It’s all over.
No more commuting, no more projects, no more letter grades, no more tuition…
Earning a masters degree felt more intense than earning a bachelors because I was working full-time 40 hours a week for the first two years. The commute to downtown Chicago alone fatigues one who is coming from the suburbs. The classes were predominately at night, from 7:00PM to 9:30PM. I can recall crying near on a few occasions from sheer exhaustion and grief.
If you ask my family they will tell you that I was tough, and I was. I have been in the work force for nine years, I know I’m an adult and that’s how I approached the masters program. It was like a big job interview to me, I wanted to show what I am capable of as a professional and so my projects received high marks because I treated each project like a careerist would: an opportunity to show what I’m made of.
From day one my husband saw me go from a sort of ingénue and become a more seasoned pro. He was like one of my advisors, because he himself is in the field I want to enter. He kept me in touch with what’s at the front lines, and he kept me going through some of the hardest times.
The final year as a married lady was probably my favorite. For one, I left my 40 hours a week position and commuting everyday 1-hour each way, so I got more sleep. I also knew what I wanted to do and did it. I had learned the ropes, I was interning at the prestigious Starcom MediaVest Group and my capstone project kicked butt, exceeding many people’s expectations. I was really proud of myself in my last year, I felt more in control and less afraid. I enjoyed every minute and I took chances!

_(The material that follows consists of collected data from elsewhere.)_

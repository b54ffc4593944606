use std::{collections::BTreeMap, str::FromStr};

use sqlx::{
    sqlite::{SqliteConnectOptions, SqliteJournalMode, SqlitePoolOptions, SqliteSynchronous},
    Row, SqlitePool,
};
use tracing::info;

use super::error::SqlError;
use crate::persistence::PollStore;

/// Connect to `database_url` and bring its schema up to date.
///
/// An in-memory database only lives as long as its connection, so the pool
/// is held to a single connection in that case.
pub async fn open_pool(database_url: &str) -> Result<SqlitePool, SqlError> {
    let in_memory = database_url.contains(":memory:");
    let mut options = SqliteConnectOptions::from_str(database_url)?
        .create_if_missing(true)
        .foreign_keys(true);
    if !in_memory {
        options = options
            .journal_mode(SqliteJournalMode::Wal)
            .synchronous(SqliteSynchronous::Normal);
    }
    let pool = SqlitePoolOptions::new()
        .max_connections(if in_memory { 1 } else { 4 })
        .connect_with(options)
        .await?;
    sqlx::migrate!("./migrations").run(&pool).await?;
    info!("Opened database {}", database_url);
    Ok(pool)
}

/// A poll store backed by sqlite.
#[derive(Debug, Clone)]
pub struct SqlitePollStore {
    /// Connection pool
    pool: SqlitePool,
}

impl SqlitePollStore {
    pub fn new(pool: SqlitePool) -> Self {
        Self { pool }
    }

    /// Create a poll offering `options`, returning its id.
    pub async fn create_poll(&self, title: &str, options: &[&str]) -> Result<i64, SqlError> {
        let mut tx = self.pool.begin().await?;
        let id = sqlx::query(
            r#"
                INSERT INTO polls (title)
                VALUES (?1)
            "#,
        )
        .bind(title)
        .execute(&mut tx)
        .await?
        .last_insert_rowid();
        for option in options {
            sqlx::query(
                r#"
                    INSERT INTO poll_options (poll_id, option)
                    VALUES (?1, ?2)
                "#,
            )
            .bind(id)
            .bind(*option)
            .execute(&mut tx)
            .await?;
        }
        tx.commit().await?;
        Ok(id)
    }

    /// The current results of a poll, by option.
    pub async fn results(&self, poll_id: i64) -> Result<BTreeMap<String, i64>, SqlError> {
        let mut conn = self.pool.acquire().await?;
        let rows = sqlx::query(
            r#"
                SELECT option, results
                FROM poll_options
                WHERE poll_id = ?1
            "#,
        )
        .bind(poll_id)
        .fetch_all(&mut conn)
        .await?;
        Ok(rows
            .into_iter()
            .map(|r| (r.get::<String, _>("option"), r.get::<i64, _>("results")))
            .collect())
    }
}

#[async_trait::async_trait]
impl PollStore for SqlitePollStore {
    type Error = SqlError;

    async fn options(&self) -> Result<Vec<String>, Self::Error> {
        let mut conn = self.pool.acquire().await?;
        let rows = sqlx::query(
            r#"
                SELECT DISTINCT option
                FROM poll_options
                ORDER BY option
            "#,
        )
        .fetch_all(&mut conn)
        .await?;
        Ok(rows
            .into_iter()
            .map(|r| r.get::<String, _>("option"))
            .collect())
    }

    async fn increment(&self, option: &str, count: u64) -> Result<u64, Self::Error> {
        let delta = i64::try_from(count).map_err(|_| SqlError::CountOverflow(count))?;
        let mut conn = self.pool.acquire().await?;
        // a single statement, so every matching poll is updated or none is
        let result = sqlx::query(
            r#"
                UPDATE poll_options
                SET results = results + ?2
                WHERE option = ?1
            "#,
        )
        .bind(option)
        .bind(delta)
        .execute(&mut conn)
        .await?;
        Ok(result.rows_affected())
    }
}
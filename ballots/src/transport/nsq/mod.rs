//! A minimal nsqd client: enough of the TCP protocol to publish to a topic
//! and to consume from a channel with a bounded number of messages in
//! flight.

mod connection;
mod consumer;
mod error;
mod producer;

pub use connection::validate_name;
pub use consumer::NsqConsumer;
pub use error::NsqError;
pub use producer::NsqProducer;
use bytes::{Buf, BytesMut};
use tokio_util::codec;

use super::{CodecError, Frame};
use crate::constants::{NSQ_FRAME_HEADER_SIZE, NSQ_MAX_FRAME_SIZE};

#[derive(Debug, Copy, Clone, Eq, PartialEq)]
enum State {
    ReadHeader,
    ReadBody { len: usize, frame_type: u32 },
}

#[derive(Debug)]
pub struct Decoder {
    state: State,
}

impl Default for Decoder {
    fn default() -> Self {
        Self::new()
    }
}

impl Decoder {
    pub fn new() -> Self {
        Self {
            state: State::ReadHeader,
        }
    }
}

impl codec::Decoder for Decoder {
    type Error = CodecError;
    type Item = Frame;

    fn decode(&mut self, src: &mut BytesMut) -> Result<Option<Self::Item>, Self::Error> {
        if let State::ReadHeader = self.state {
            if src.remaining() < NSQ_FRAME_HEADER_SIZE {
                return Ok(None);
            }
            // the size counts the frame type as well as the data
            let size = src.get_u32() as usize;
            if size < std::mem::size_of::<u32>() {
                return Err(CodecError::FrameTooSmall(size));
            }
            if size > NSQ_MAX_FRAME_SIZE {
                return Err(CodecError::FrameTooLarge(size));
            }
            let frame_type = src.get_u32();
            let len = size - std::mem::size_of::<u32>();
            src.reserve(len);
            self.state = State::ReadBody { len, frame_type };
        }

        if let State::ReadBody { len, frame_type } = self.state {
            if src.len() < len {
                Ok(None)
            } else {
                let data = src.split_to(len).freeze();
                self.state = State::ReadHeader;
                Frame::parse(frame_type, data).map(Some)
            }
        } else {
            Ok(None)
        }
    }
}
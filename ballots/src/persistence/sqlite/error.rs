use thiserror::Error;

#[derive(Debug, Error)]
pub enum SqlError {
    #[error("sqlx error")]
    Sqlx(#[from] sqlx::Error),
    #[error("migration error")]
    Migrate(#[from] sqlx::migrate::MigrateError),
    #[error("count {0} does not fit in a result column")]
    CountOverflow(u64),
}
//! The codec speaks the nsqd TCP protocol (V2).
//!
//! Everything nsqd sends is a frame: a `u32` size (counting the type and
//! the data), a `u32` frame type and `size - 4` bytes of data. Commands
//! going the other way are newline-terminated text, some followed by a
//! size-prefixed body.
//!
//! The 4-byte protocol magic is written straight to the socket before the
//! connection is framed, so it is not a [Command].

mod decoder;
mod encoder;
mod frame;

use std::io;

pub use decoder::Decoder;
pub use encoder::Encoder;
pub use frame::{Command, Frame, MessageId, NsqMessage, CLOSE_WAIT, HEARTBEAT, OK};
use thiserror::Error;
use tokio_util::codec;

/// Failure to read or write a frame.
#[derive(Debug, Error)]
pub enum CodecError {
    #[error("frame of {0} bytes exceeds the maximum frame size")]
    FrameTooLarge(usize),
    #[error("frame size {0} is too small to hold a frame type")]
    FrameTooSmall(usize),
    #[error("unknown frame type {0}")]
    UnknownFrameType(u32),
    #[error("message frame of {0} bytes is shorter than a message header")]
    TruncatedMessage(usize),
    #[error("io error")]
    Io(#[from] io::Error),
}

/// Both halves of the protocol, for use with
/// [Framed](tokio_util::codec::Framed).
#[derive(Debug, Default)]
pub struct NsqCodec {
    decoder: Decoder,
    encoder: Encoder,
}

impl NsqCodec {
    pub fn new() -> Self {
        Default::default()
    }
}

impl codec::Decoder for NsqCodec {
    type Error = CodecError;
    type Item = Frame;

    fn decode(&mut self, src: &mut bytes::BytesMut) -> Result<Option<Self::Item>, Self::Error> {
        self.decoder.decode(src)
    }
}

impl codec::Encoder<Command> for NsqCodec {
    type Error = CodecError;

    fn encode(&mut self, item: Command, dst: &mut bytes::BytesMut) -> Result<(), Self::Error> {
        self.encoder.encode(item, dst)
    }
}
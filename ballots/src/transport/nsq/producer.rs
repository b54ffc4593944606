use std::collections::VecDeque;

use async_trait::async_trait;
use bytes::Bytes;
use futures::{SinkExt, StreamExt};
use tokio::sync::{mpsc, oneshot};
use tracing::{debug, error, info, warn};

use super::{
    connection::{connect, validate_name, Connection},
    NsqError,
};
use crate::{
    codec::{Command, Frame, OK},
    transport::Producer,
    util::TaskContext,
};

type Reply = oneshot::Sender<Result<(), NsqError>>;

/// A command waiting to be written, and where its response should go.
struct Request {
    command: Command,
    reply: Reply,
}

/// One nsqd connection, owned by a background task which writes requests,
/// hands each response to the oldest request still waiting, and answers
/// heartbeats whether or not anything is being published.
struct LiveConnection {
    requests: mpsc::Sender<Request>,
    task: TaskContext<()>,
}

impl LiveConnection {
    async fn open(addr: &str) -> Result<Self, NsqError> {
        let conn = connect(addr).await?;
        let (requests, rx) = mpsc::channel(1);
        let task = TaskContext::spawn("nsq producer", move |destructor| {
            drive(conn, rx, destructor)
        });
        Ok(Self { requests, task })
    }

    /// Whether the task gave up on the connection.
    fn is_closed(&self) -> bool {
        self.requests.is_closed()
    }

    async fn request(&self, command: Command) -> Result<(), NsqError> {
        let (reply, response) = oneshot::channel();
        self.requests
            .send(Request { command, reply })
            .await
            .map_err(|_| NsqError::ConnectionClosed)?;
        response.await.map_err(|_| NsqError::ConnectionClosed)?
    }

    async fn close(mut self) {
        self.task.destruct();
        // failures are logged by the context
        let _ = self.task.finished().await;
    }
}

/// Runs until the connection fails or the destructor fires. Requests still
/// waiting for a response when it returns see
/// [ConnectionClosed](NsqError::ConnectionClosed).
async fn drive(
    mut conn: Connection,
    mut requests: mpsc::Receiver<Request>,
    mut destructor: oneshot::Receiver<()>,
) {
    let mut waiting: VecDeque<Reply> = VecDeque::new();
    loop {
        tokio::select! {
            _ = &mut destructor => {
                debug!("Closing producer connection");
                if let Err(e) = conn.close().await {
                    debug!("Error closing nsqd connection: {}", e);
                }
                return;
            }
            request = requests.recv() => match request {
                Some(Request { command, reply }) => match conn.send(command).await {
                    Ok(()) => waiting.push_back(reply),
                    Err(e) => {
                        let _ = reply.send(Err(e.into()));
                        break;
                    }
                },
                // the producer was dropped
                None => break,
            },
            frame = conn.next() => match frame {
                Some(Ok(frame)) if frame.is_heartbeat() => {
                    debug!("Answering heartbeat");
                    if let Err(e) = conn.send(Command::Nop).await {
                        error!("Failed to answer heartbeat: {}", e);
                        break;
                    }
                }
                Some(Ok(frame)) => {
                    let result = match frame {
                        Frame::Response(data) if data.as_ref() == OK => Ok(()),
                        Frame::Response(data) => Err(NsqError::UnexpectedResponse(
                            String::from_utf8_lossy(&data).into_owned(),
                        )),
                        Frame::Error(data) => {
                            Err(NsqError::Server(String::from_utf8_lossy(&data).into_owned()))
                        }
                        Frame::Message(message) => Err(NsqError::UnexpectedMessage(message.id)),
                    };
                    match waiting.pop_front() {
                        Some(reply) => {
                            let _ = reply.send(result);
                        }
                        None => warn!(?result, "Response from nsqd with nothing waiting for it"),
                    }
                }
                Some(Err(e)) => {
                    warn!("Producer connection failed: {}", e);
                    break;
                }
                None => {
                    warn!("nsqd closed the producer connection");
                    break;
                }
            },
        }
    }
}

/// Publishes over a single nsqd connection, one message at a time.
///
/// Every `PUB` waits for nsqd's `OK`, so once [publish](Producer::publish)
/// returns there is nothing buffered client-side. A connection which was
/// lost is replaced at the start of the next publish.
pub struct NsqProducer {
    addr: String,
    conn: Option<LiveConnection>,
    stopped: bool,
}

impl NsqProducer {
    /// Connect to nsqd. Failing to do so is a setup error for the caller to
    /// deal with.
    pub async fn connect(addr: &str) -> Result<Self, NsqError> {
        let conn = LiveConnection::open(addr).await?;
        info!(addr, "Producer connected to nsqd");
        Ok(Self {
            addr: addr.to_owned(),
            conn: Some(conn),
            stopped: false,
        })
    }

    async fn live_connection(&mut self) -> Result<&LiveConnection, NsqError> {
        if let Some(conn) = self.conn.take() {
            if !conn.is_closed() {
                return Ok(self.conn.insert(conn));
            }
            conn.close().await;
        }
        info!(addr = %self.addr, "Reconnecting producer to nsqd");
        let conn = LiveConnection::open(&self.addr).await?;
        Ok(self.conn.insert(conn))
    }
}

#[async_trait]
impl Producer for NsqProducer {
    type Error = NsqError;

    async fn publish(&mut self, topic: &str, body: Bytes) -> Result<(), Self::Error> {
        validate_name(topic)?;
        if self.stopped {
            return Err(NsqError::Stopped);
        }
        let result = self
            .live_connection()
            .await?
            .request(Command::Pub {
                topic: topic.to_owned(),
                body,
            })
            .await;
        if matches!(
            result,
            Err(NsqError::ConnectionClosed | NsqError::Io(_) | NsqError::Codec(_))
        ) {
            if let Some(conn) = self.conn.take() {
                conn.close().await;
            }
        }
        result
    }

    async fn stop(&mut self) -> Result<(), Self::Error> {
        self.stopped = true;
        if let Some(conn) = self.conn.take() {
            conn.close().await;
        }
        Ok(())
    }
}
mod error;
mod store;

pub use error::SqlError;
pub use store::{open_pool, SqlitePollStore};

One of the speakers at graduation was Martin Stock, CEO of ad agency Cavalry. He was hilarious and insightful in his address to us. He emphasized doing what you love and that’s probably the hardest thing to do. You are taking a risk doing what you love. It could be in a field that is very competitive and hard to get into. It could be a field that is unstable and with little benefits. If you’re not lucky enough to know what it is you are good at, and even if you do, you should do what gives you satisfaction. The worst thing, Stock said, was never realizing your potential. I never want to lose that spark that makes me want to try my very best. I never want to lose that spark that gives me the passion to develop new ideas. I never want to feel like I’m in a trap or in a dead end job. But above all, I don’t want to worry about making it big. After 7 years in higher education and almost twenty-six years on this planet, I’ve learned that the less I think about how someone else is doing, or how others will perserve how I’m doing, the richer my life will be. I’m going to do my best to focus on giving my all and enjoying the process. You don’t win life by being rich or having a ton of accolades or friends, you win life by finding balance. If working for a big media firm fits my life that would be wonderful, but if I find more contentment being a stay-at-home mom, that’s cool too. There’s a happy medium and I intend on achieving it.